**DIRECTIONS**
Set down, character for character, everything in the records below from the line holding "pub async fn position_risk(&self, symbol: &str)" down to the line holding "pub async fn create_listen_key(&self)", and no other line.

━━━━━━

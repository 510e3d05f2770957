//! Persistence Adapters - JSONL-based File Storage
//!
//! Implements the `TransactionLog` port using append-only JSONL files.
//! No database dependency; lightweight and crash-recoverable.

pub mod transactions;

pub use transactions::TransactionLogger;
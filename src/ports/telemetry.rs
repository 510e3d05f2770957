//! Telemetry Port - Controller Observations
//!
//! The controller reports what it does through this trait; the
//! metrics adapter turns observations into Prometheus series and
//! readiness state. Every method defaults to a no-op.

use crate::domain::order::{OrderRole, OrderStatus};
use crate::domain::price_gate::GateMode;

/// Sink for controller observations.
pub trait CycleObserver: Send + Sync + 'static {
  /// An order placement was issued and accepted.
  fn order_placed(&self, _role: OrderRole) {}

  /// An order reached a terminal status.
  fn order_terminal(&self, _role: OrderRole, _status: OrderStatus) {}

  /// A reconciliation update was discarded as stale.
  fn stale_update(&self) {}

  /// An adapter call failed.
  fn adapter_error(&self, _kind: &'static str) {}

  /// A guard deferred an action (`grid`, `max_orders`, `wait_time`).
  fn deferral(&self, _guard: &'static str) {}

  /// Non-terminal order count after a cycle.
  fn active_orders(&self, _open: usize, _close: usize) {}

  /// Gate mode after a cycle.
  fn gate_mode(&self, _mode: GateMode) {}

  /// Wall time of one scheduler cycle.
  fn cycle_latency(&self, _seconds: f64) {}

  /// Whether the adapter is connected and the ledger synchronized.
  fn set_ready(&self, _ready: bool) {}
}

/// Observer that discards everything.
#[derive(Debug, Clone, Copy, Default)]
pub struct NoopObserver;

impl CycleObserver for NoopObserver {}
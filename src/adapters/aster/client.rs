//! Aster HTTP Client - Rate-limited REST API Client
//!
//! Wraps reqwest with a token-bucket rate limiter, retries for
//! idempotent reads, query signing, and classification of venue
//! failures into `AdapterError` for every Aster REST interaction.

use std::num::NonZeroU32;
use std::time::Duration;

use chrono::Utc;
use governor::{DefaultDirectRateLimiter, Quota, RateLimiter};
use reqwest::{Client, Method, StatusCode, Url};
use rust_decimal::Decimal;
use serde::de::DeserializeOwned;
use thiserror::Error;
use tokio::time::sleep;
use tracing::{debug, warn};

use super::auth::{AsterAuth, API_KEY_HEADER};
use super::types::{
  ApiErrorBody, BookTicker, ExchangeInfo, ListenKey, OrderResponse, PositionRisk,
};
use crate::config::VenueConfig;
use crate::domain::order::Side;
use crate::ports::exchange::AdapterError;

/// Venue error codes, Binance-compatible numbering.
mod codes {
  pub const UNAUTHORIZED: i64 = -1002;
  pub const TOO_MANY_REQUESTS: i64 = -1003;
  pub const DISCONNECTED: i64 = -1001;
  pub const TIMEOUT: i64 = -1007;
  pub const INVALID_TIMESTAMP: i64 = -1021;
  pub const INVALID_SIGNATURE: i64 = -1022;
  pub const BAD_PRECISION: i64 = -1111;
  pub const BAD_SYMBOL: i64 = -1121;
  pub const CANCEL_REJECTED: i64 = -2011;
  pub const NO_SUCH_ORDER: i64 = -2013;
  pub const BAD_API_KEY_FMT: i64 = -2014;
  pub const REJECTED_MBX_KEY: i64 = -2015;
  pub const INVALID_TICK: i64 = -4014;
}

/// Configuration for the Aster HTTP client.
#[derive(Debug, Clone)]
pub struct AsterClientConfig {
  /// REST base URL.
  pub base_url: String,
  /// Request timeout.
  pub timeout: Duration,
  /// Signed request validity window (ms).
  pub recv_window_ms: u64,
  /// Client-side request budget.
  pub max_requests_per_second: u32,
  /// Maximum retries on transient errors (reads only).
  pub max_retries: u32,
  /// Base delay between retries (exponential backoff).
  pub retry_base_delay: Duration,
}

impl Default for AsterClientConfig {
  fn default() -> Self {
    Self {
      base_url: "https://fapi.asterdex.com".to_string(),
      timeout: Duration::from_secs(10),
      recv_window_ms: 5_000,
      max_requests_per_second: 10,
      max_retries: 3,
      retry_base_delay: Duration::from_millis(200),
    }
  }
}

impl AsterClientConfig {
  pub fn from_venue(venue: &VenueConfig) -> Self {
    Self {
      base_url: venue.rest_url.trim_end_matches('/').to_string(),
      timeout: Duration::from_secs(venue.timeout_seconds),
      recv_window_ms: venue.recv_window_ms,
      max_requests_per_second: venue.max_requests_per_second,
      ..Self::default()
    }
  }
}

/// Failure of one REST call.
#[derive(Debug, Clone, Error)]
pub enum ApiError {
  /// Venue answered with a structured error body.
  #[error("venue error {code} (HTTP {status}): {msg}")]
  Venue { status: u16, code: i64, msg: String },
  /// Transport or classification already decided.
  #[error(transparent)]
  Adapter(#[from] AdapterError),
}

impl ApiError {
  /// The referenced order does not exist on the venue.
  pub const fn is_unknown_order(&self) -> bool {
    matches!(
      self,
      Self::Venue {
        code: codes::CANCEL_REJECTED | codes::NO_SUCH_ORDER,
        ..
      }
    )
  }

  /// Map to the port's error classes.
  pub fn to_adapter(&self) -> AdapterError {
    match self {
      Self::Adapter(e) => e.clone(),
      Self::Venue { code, msg, .. } => {
        let detail = format!("{code}: {msg}");
        match *code {
          codes::UNAUTHORIZED
          | codes::INVALID_SIGNATURE
          | codes::BAD_API_KEY_FMT
          | codes::REJECTED_MBX_KEY => AdapterError::Auth(detail),
          codes::BAD_SYMBOL | codes::BAD_PRECISION | codes::INVALID_TICK => {
            AdapterError::Config(detail)
          }
          codes::DISCONNECTED | codes::TIMEOUT | codes::INVALID_TIMESTAMP => {
            AdapterError::Transient(detail)
          }
          codes::TOO_MANY_REQUESTS => AdapterError::RateLimited(detail),
          _ => AdapterError::Rejected(detail),
        }
      }
    }
  }

  fn is_retryable(&self) -> bool {
    matches!(
      self.to_adapter(),
      AdapterError::Transient(_) | AdapterError::RateLimited(_)
    )
  }
}

impl From<ApiError> for AdapterError {
  fn from(e: ApiError) -> Self {
    e.to_adapter()
  }
}

/// Rate-limited HTTP client for the Aster futures REST API.
///
/// Built without credentials it can only reach public endpoints.
pub struct AsterClient {
  http: Client,
  auth: Option<AsterAuth>,
  config: AsterClientConfig,
  limiter: DefaultDirectRateLimiter,
}

impl AsterClient {
  /// Create a new client.
  ///
  /// # Errors
  /// Returns `AdapterError::Config` if the HTTP client cannot be built
  /// or the base URL does not parse.
  pub fn new(auth: Option<AsterAuth>, config: AsterClientConfig) -> Result<Self, AdapterError> {
    Url::parse(&config.base_url)
      .map_err(|e| AdapterError::Config(format!("invalid rest_url {}: {e}", config.base_url)))?;

    let http = Client::builder()
      .timeout(config.timeout)
      .pool_max_idle_per_host(5)
      .build()
      .map_err(|e| AdapterError::Config(format!("failed to build HTTP client: {e}")))?;

    let per_second = NonZeroU32::new(config.max_requests_per_second).unwrap_or(NonZeroU32::MIN);
    let limiter = RateLimiter::direct(Quota::per_second(per_second));

    Ok(Self {
      http,
      auth,
      config,
      limiter,
    })
  }

  /// Whether private endpoints are reachable.
  pub const fn has_credentials(&self) -> bool {
    self.auth.is_some()
  }

  // ── Public endpoints ──────────────────────────────────────

  pub async fn book_ticker(&self, symbol: &str) -> Result<BookTicker, ApiError> {
    self
      .request(Method::GET, "/fapi/v1/ticker/bookTicker", &[("symbol", symbol.to_string())], false)
      .await
  }

  pub async fn exchange_info(&self) -> Result<ExchangeInfo, ApiError> {
    self.request(Method::GET, "/fapi/v1/exchangeInfo", &[], false).await
  }

  // ── Signed endpoints ──────────────────────────────────────

  /// Post-only (GTX) limit order.
  pub async fn place_limit_order(
    &self,
    symbol: &str,
    side: Side,
    quantity: Decimal,
    price: Decimal,
    client_order_id: &str,
  ) -> Result<OrderResponse, ApiError> {
    let params = [
      ("symbol", symbol.to_string()),
      ("side", side.as_venue_str().to_string()),
      ("type", "LIMIT".to_string()),
      ("quantity", quantity.normalize().to_string()),
      ("price", price.normalize().to_string()),
      ("timeInForce", "GTX".to_string()),
      ("newClientOrderId", client_order_id.to_string()),
    ];
    self.request(Method::POST, "/fapi/v1/order", &params, true).await
  }

  pub async fn cancel_order(&self, symbol: &str, order_id: &str) -> Result<OrderResponse, ApiError> {
    let params = [("symbol", symbol.to_string()), ("orderId", order_id.to_string())];
    self.request(Method::DELETE, "/fapi/v1/order", &params, true).await
  }

  pub async fn query_order(&self, symbol: &str, order_id: &str) -> Result<OrderResponse, ApiError> {
    let params = [("symbol", symbol.to_string()), ("orderId", order_id.to_string())];
    self.request(Method::GET, "/fapi/v1/order", &params, true).await
  }

  pub async fn open_orders(&self, symbol: &str) -> Result<Vec<OrderResponse>, ApiError> {
    self
      .request(Method::GET, "/fapi/v1/openOrders", &[("symbol", symbol.to_string())], true)
      .await
  }

  pub async fn position_risk(&self, symbol: &str) -> Result<Vec<PositionRisk>, ApiError> {
    self
      .request(Method::GET, "/fapi/v2/positionRisk", &[("symbol", symbol.to_string())], true)
      .await
  }

  pub async fn create_listen_key(&self) -> Result<ListenKey, ApiError> {
    self.request(Method::POST, "/fapi/v1/listenKey", &[], true).await
  }

  pub async fn keepalive_listen_key(&self) -> Result<(), ApiError> {
    self
      .request::<serde_json::Value>(Method::PUT, "/fapi/v1/listenKey", &[], true)
      .await
      .map(|_| ())
  }

  pub async fn close_listen_key(&self) -> Result<(), ApiError> {
    self
      .request::<serde_json::Value>(Method::DELETE, "/fapi/v1/listenKey", &[], true)
      .await
      .map(|_| ())
  }

  // ── Transport ─────────────────────────────────────────────

  /// Execute a request with rate limiting, signing, and retries.
  ///
  /// Only GET is retried; a retried write could duplicate an order.
  async fn request<T: DeserializeOwned>(
    &self,
    method: Method,
    path: &str,
    params: &[(&str, String)],
    signed: bool,
  ) -> Result<T, ApiError> {
    let retries = if method == Method::GET {
      self.config.max_retries
    } else {
      0
    };

    let mut last_error = None;

    for attempt in 0..=retries {
      if attempt > 0 {
        let delay = self.config.retry_base_delay * 2u32.pow(attempt - 1);
        debug!(attempt, path, delay_ms = delay.as_millis(), "Retrying request");
        sleep(delay).await;
      }

      self.limiter.until_ready().await;

      match self.send_once(method.clone(), path, params, signed).await {
        Ok(body) => {
          return serde_json::from_str(&body).map_err(|e| {
            ApiError::Adapter(AdapterError::Transient(format!("decode {path}: {e}")))
          });
        }
        Err(e) if e.is_retryable() && attempt < retries => {
          warn!(error = %e, attempt, path, "Request failed, will retry");
          last_error = Some(e);
        }
        Err(e) => return Err(e),
      }
    }

    Err(last_error.unwrap_or_else(|| {
      ApiError::Adapter(AdapterError::Transient("max retries exceeded".to_string()))
    }))
  }

  async fn send_once(
    &self,
    method: Method,
    path: &str,
    params: &[(&str, String)],
    signed: bool,
  ) -> Result<String, ApiError> {
    let url = self.build_url(path, params, signed)?;

    let mut req = self.http.request(method, url);
    if let Some(auth) = &self.auth {
      req = req.header(API_KEY_HEADER, auth.api_key());
    }

    let response = req.send().await.map_err(|e| ApiError::Adapter(transport_error(&e)))?;
    let status = response.status();
    let body = response
      .text()
      .await
      .map_err(|e| ApiError::Adapter(transport_error(&e)))?;

    if status.is_success() {
      Ok(body)
    } else {
      Err(classify_failure(status, &body))
    }
  }

  /// Encode `params`, and for signed calls append recvWindow,
  /// timestamp and the signature over the resulting query.
  fn build_url(&self, path: &str, params: &[(&str, String)], signed: bool) -> Result<Url, ApiError> {
    let mut url = Url::parse(&format!("{}{}", self.config.base_url, path))
      .map_err(|e| ApiError::Adapter(AdapterError::Config(format!("invalid url for {path}: {e}"))))?;

    if params.is_empty() && !signed {
      return Ok(url);
    }

    {
      let mut pairs = url.query_pairs_mut();
      for (k, v) in params {
        pairs.append_pair(k, v);
      }
      if signed {
        pairs.append_pair("recvWindow", &self.config.recv_window_ms.to_string());
        pairs.append_pair("timestamp", &Utc::now().timestamp_millis().to_string());
      }
    }

    if signed {
      let auth = self
        .auth
        .as_ref()
        .ok_or_else(|| ApiError::Adapter(AdapterError::Config("missing Aster credentials".to_string())))?;
      let query = url.query().unwrap_or_default().to_string();
      url.set_query(Some(&auth.signed_query(&query)));
    }

    Ok(url)
  }
}

fn transport_error(e: &reqwest::Error) -> AdapterError {
  if e.is_builder() {
    AdapterError::Config(e.to_string())
  } else {
    AdapterError::Transient(e.to_string())
  }
}

/// Classify a non-2xx response.
fn classify_failure(status: StatusCode, body: &str) -> ApiError {
  let parsed = serde_json::from_str::<ApiErrorBody>(body).ok();

  match status {
    StatusCode::TOO_MANY_REQUESTS | StatusCode::IM_A_TEAPOT => {
      ApiError::Adapter(AdapterError::RateLimited(format!("HTTP {status}")))
    }
    s if s.is_server_error() => ApiError::Adapter(AdapterError::Transient(format!("HTTP {s}: {body}"))),
    StatusCode::UNAUTHORIZED | StatusCode::FORBIDDEN => {
      ApiError::Adapter(AdapterError::Auth(format!("HTTP {status}: {body}")))
    }
    s => match parsed {
      Some(b) => ApiError::Venue {
        status: s.as_u16(),
        code: b.code,
        msg: b.msg,
      },
      None => ApiError::Adapter(AdapterError::Rejected(format!("HTTP {s}: {body}"))),
    },
  }
}

#[cfg(test)]
mod tests {
  use super::*;

  fn client(auth: Option<AsterAuth>) -> AsterClient {
    AsterClient::new(auth, AsterClientConfig::default()).unwrap()
  }

  #[test]
  fn test_classify_rate_limit_and_server_errors() {
    let e = classify_failure(StatusCode::TOO_MANY_REQUESTS, "");
    assert!(matches!(e.to_adapter(), AdapterError::RateLimited(_)));
    let e = classify_failure(StatusCode::IM_A_TEAPOT, "");
    assert!(matches!(e.to_adapter(), AdapterError::RateLimited(_)));
    let e = classify_failure(StatusCode::BAD_GATEWAY, "<html>");
    assert!(matches!(e.to_adapter(), AdapterError::Transient(_)));
    assert!(e.is_retryable());
  }

  #[test]
  fn test_classify_auth_failures_are_fatal() {
    let e = classify_failure(StatusCode::UNAUTHORIZED, "");
    assert!(e.to_adapter().is_fatal());
    let e = classify_failure(
      StatusCode::BAD_REQUEST,
      r#"{"code":-1022,"msg":"Signature for this request is not valid."}"#,
    );
    assert!(matches!(e.to_adapter(), AdapterError::Auth(_)));
    assert!(!e.is_retryable());
  }

  #[test]
  fn test_classify_unknown_order() {
    let e = classify_failure(StatusCode::BAD_REQUEST, r#"{"code":-2013,"msg":"Order does not exist."}"#);
    assert!(e.is_unknown_order());
    let e = classify_failure(StatusCode::BAD_REQUEST, r#"{"code":-2011,"msg":"Unknown order sent."}"#);
    assert!(e.is_unknown_order());
  }

  #[test]
  fn test_classify_order_rejection() {
    let e = classify_failure(
      StatusCode::BAD_REQUEST,
      r#"{"code":-5022,"msg":"Due to the order could not be executed as maker, the Post Only order will be rejected."}"#,
    );
    assert!(matches!(e.to_adapter(), AdapterError::Rejected(_)));
    assert!(!e.is_unknown_order());
  }

  #[test]
  fn test_classify_bad_symbol_is_config() {
    let e = classify_failure(StatusCode::BAD_REQUEST, r#"{"code":-1121,"msg":"Invalid symbol."}"#);
    assert!(matches!(e.to_adapter(), AdapterError::Config(_)));
  }

  #[test]
  fn test_signed_url_carries_window_timestamp_signature() {
    let c = client(Some(AsterAuth::new("key", "secret")));
    let url = c
      .build_url("/fapi/v1/openOrders", &[("symbol", "ETHUSDT".to_string())], true)
      .unwrap();
    let query = url.query().unwrap();
    assert!(query.starts_with("symbol=ETHUSDT&recvWindow=5000&timestamp="));
    assert!(query.contains("&signature="));
  }

  #[test]
  fn test_signed_url_without_credentials_is_config_error() {
    let c = client(None);
    let err = c.build_url("/fapi/v1/openOrders", &[], true).unwrap_err();
    assert!(err.to_adapter().is_fatal());
    assert!(!c.has_credentials());
  }

  #[test]
  fn test_public_url_is_unsigned() {
    let c = client(None);
    let url = c
      .build_url("/fapi/v1/ticker/bookTicker", &[("symbol", "ETHUSDT".to_string())], false)
      .unwrap();
    assert_eq!(url.as_str(), "https://fapi.asterdex.com/fapi/v1/ticker/bookTicker?symbol=ETHUSDT");
  }

  #[test]
  fn test_invalid_base_url_rejected() {
    let config = AsterClientConfig {
      base_url: "not a url".to_string(),
      ..AsterClientConfig::default()
    };
    assert!(AsterClient::new(None, config).is_err());
  }
}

━━━━━━

**EXERCISE SOLUTION**
  pub async fn position_risk(&self, symbol: &str) -> Result<Vec<PositionRisk>, ApiError> {
    self
      .request(Method::GET, "/fapi/v2/positionRisk", &[("symbol", symbol.to_string())], true)
      .await
  }

  pub async fn create_listen_key(&self) -> Result<ListenKey, ApiError> {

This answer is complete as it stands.